Subscribing to messages¶

A typical pattern in Erlang would be to get hold of the current process, and initiate a subscription to messages that will then be sent to that pid.

Self = self()
some_api:subscribe(Self),

An equivalent to this exists in Erl.Process.Raw

self :: Effect Pid

But as we can see, this Pid has no type information associated with it so we could be sending and receiving anything. This is useful in test suites (when we can just use type inference, wishes, and prayers to send messages about the place for assertion), but less useful in a production setting.

send :: forall a. Pid -> a -> Effect Unit

What we really need is a typed Process

Getting hold of a Process Msg¶

In the latest package sets, a typeclass is defined so that within any monad that supports it we should be able to get hold of a Process Msg if one exists (as usually the type of Msg is encoded within that context).

class HasSelf (x :: Type -> Type) a | x -> a where
  self :: x (Process a)

This exists so that custom process types can be designed, but is implemented for all the common process types that already exist across Erl.Process, Erl.Pinto and Erl.Stetson.

Sending messages to a spawned process¶

The simplest example is a spawned process via Erl.Process.spawnLink

import Erl.Process (spawnLink, ProcessM, self, send)
import Pinto.Timer (sendEvery)

-- Our message type
data Msg
  = Tick
  | Stop

main :: Effect Unit
main = do
  -- note: pid is of type 'Process Msg'
  pid <- spawnLink startWorker

  -- After 5 seconds, send a Stop message to the spawned pid
  sleep 5000
  send pid Stop

startWorker :: ProcessM Msg Unit
startWorker = do

  -- note: me is of type 'Process Msg'
  me <- self

  -- Ask for a Tick message to be sent every second
  sendEvery 1000 Tick me

  -- And enter the receive loop
  workerLoop

workerLoop :: ProcessM Msg Unit
workerLoop = do
  -- msg is of type Msg
  msg <- receive
  case msg of
    Stop -> pure unit -- unit because it's ProcessM msg result
    Tick ->  do
      log "Tick"
      workerLoop

As can be seen, we’re in the ProcessM monad which has two types assocated with it - the messages we expect to receive and the return result of the process (which is typically unit because it’ll get discarded anyway!).

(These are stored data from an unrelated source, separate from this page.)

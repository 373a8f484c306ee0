//! `embed` and `similar` command handlers.

use std::sync::Arc;

use clap::ValueEnum;
use ednews_core::AppConfig;
use ednews_embed::{Embedder, HttpEmbedder, SimilarityIndex, VectorTarget};
use serde_json::json;
use sqlx::SqlitePool;

#[derive(Debug, Clone, Copy, PartialEq, Eq, ValueEnum)]
pub enum TargetArg {
    Articles,
    Headlines,
}

impl From<TargetArg> for VectorTarget {
    fn from(value: TargetArg) -> Self {
        match value {
            TargetArg::Articles => VectorTarget::Articles,
            TargetArg::Headlines => VectorTarget::Headlines,
        }
    }
}

async fn open_index(pool: &SqlitePool, config: &AppConfig) -> anyhow::Result<SimilarityIndex> {
    let embedder = HttpEmbedder::from_app_config(config)?
        .map(|e| Arc::new(e) as Arc<dyn Embedder>);
    Ok(SimilarityIndex::probe(pool, embedder).await)
}

/// Embed every row of `target` that has no vector yet.
///
/// An unavailable index is reported and treated as success.
///
/// # Errors
///
/// Returns an error if the embedding client cannot be built or pending rows
/// cannot be read.
pub(crate) async fn run_embed(
    pool: &SqlitePool,
    config: &AppConfig,
    target: VectorTarget,
    batch_size: usize,
    force: bool,
) -> anyhow::Result<()> {
    let index = open_index(pool, config).await?;
    if let Some(reason) = index.unavailable_reason() {
        println!("similarity index unavailable: {reason}");
        return Ok(());
    }

    let started = chrono::Utc::now();
    let written = index.embed_pending(target, batch_size, force).await?;
    let details = json!({ "target": target.to_string(), "written": written, "force": force });
    crate::record_run_best_effort(pool, "embed", "ok", started, &details).await;
    println!("embedded {written} {target}");
    Ok(())
}

/// Print the rows of `target` nearest to `text`, closest first.
///
/// # Errors
///
/// Returns an error if the embedding client cannot be built or the query
/// text cannot be embedded.
pub(crate) async fn run_similar(
    pool: &SqlitePool,
    config: &AppConfig,
    target: VectorTarget,
    text: &str,
    limit: usize,
) -> anyhow::Result<()> {
    let index = open_index(pool, config).await?;
    if let Some(reason) = index.unavailable_reason() {
        println!("similarity index unavailable: {reason}");
        return Ok(());
    }

    let hits = index.query_similar(target, text, limit).await?;
    if hits.is_empty() {
        println!("no embedded {target} yet");
        return Ok(());
    }
    for (row_id, distance) in hits {
        let title = sqlx::query_scalar::<_, Option<String>>(&format!(
            "SELECT title FROM {} WHERE id = ?",
            target.owner_table()
        ))
        .bind(row_id)
        .fetch_optional(pool)
        .await?
        .flatten();
        println!("{distance:.4}  {row_id:>6}  {}", title.as_deref().unwrap_or("(untitled)"));
    }
    Ok(())
}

So long as we restrict ourselves to using the typed API that exists here, we will never receive a message that we don’t expect and life is good.

Sending messages to a spawned GenServer¶

The GenServer context is a bit heavier, most operations taking place inside a ‘ResultT’

ResultT cont stop msg state result

The only relevant type parameter here is ‘msg’, and an implementation of HasSelf exists for this context that’ll get you a Process msg

import Pinto.GenServer (InitFn, InfoFn, liftEffect)
import Erl.Process (self, send)

...

data Msg = Tick | SomethingElse

init :: Gen.InitFn State Msg
init =
  me <- self
  liftEffect $ sendEvery 1000 Tick me
  pure $ InitOk {}

handleInfo :: InfoFn Unit Unit Msg State
handleInfo msg state = ....

Receiving messages in a Stetson WebSocket handler¶

Stetson also implements HasSelf for websocket callbacks

# WebSocket.init (\s ->  do
                            self <- WebSocket.self
                            Gen.lift $ SomeModule.sendMeSomething $ SomeMessage >>> send self

                            pure $ Stetson.NoReply s
                           )
# WebSocket.info (\(SomeMessage msg) state -> ...

Receiving messages in a Stetson Loop handler¶

And the same goes for the Loop handlers as well

# Loop.init (\s ->  do
                            self <- Loop.self
                            Gen.lift $ SomeModule.sendMeSomething $ SomeMessage >>> send self

                            pure $ Stetson.NoReply s
                           )
# Loop.info (\(SomeMessage msg) state -> ...

In essence, anywhere we can get hold of Process msg, we can create an emitter that’ll result in messages of the right type being sent to that process.

The typical convention (at present) for anything wishing to send messages back to a calling process in Purerl, is not to send the message directly but to instead accept a callback and let the consumer choose how to consume those messages.

-- We could just pass in a process to send messages to
 subscribe :: Config -> Process Msg -> Effect Unit

 -- Or, we could pass in a callback, which allows the consumer to decide what to do
 subscribe :: Config -> (Msg -> Effect Unit) -> Effect Unit

Of course, whilst passing the Process Msg in is less flexible, it is also less error prone - consider a callback with an error in it which crashes the process it was passed to - care should be taken to handle these when designing APIs.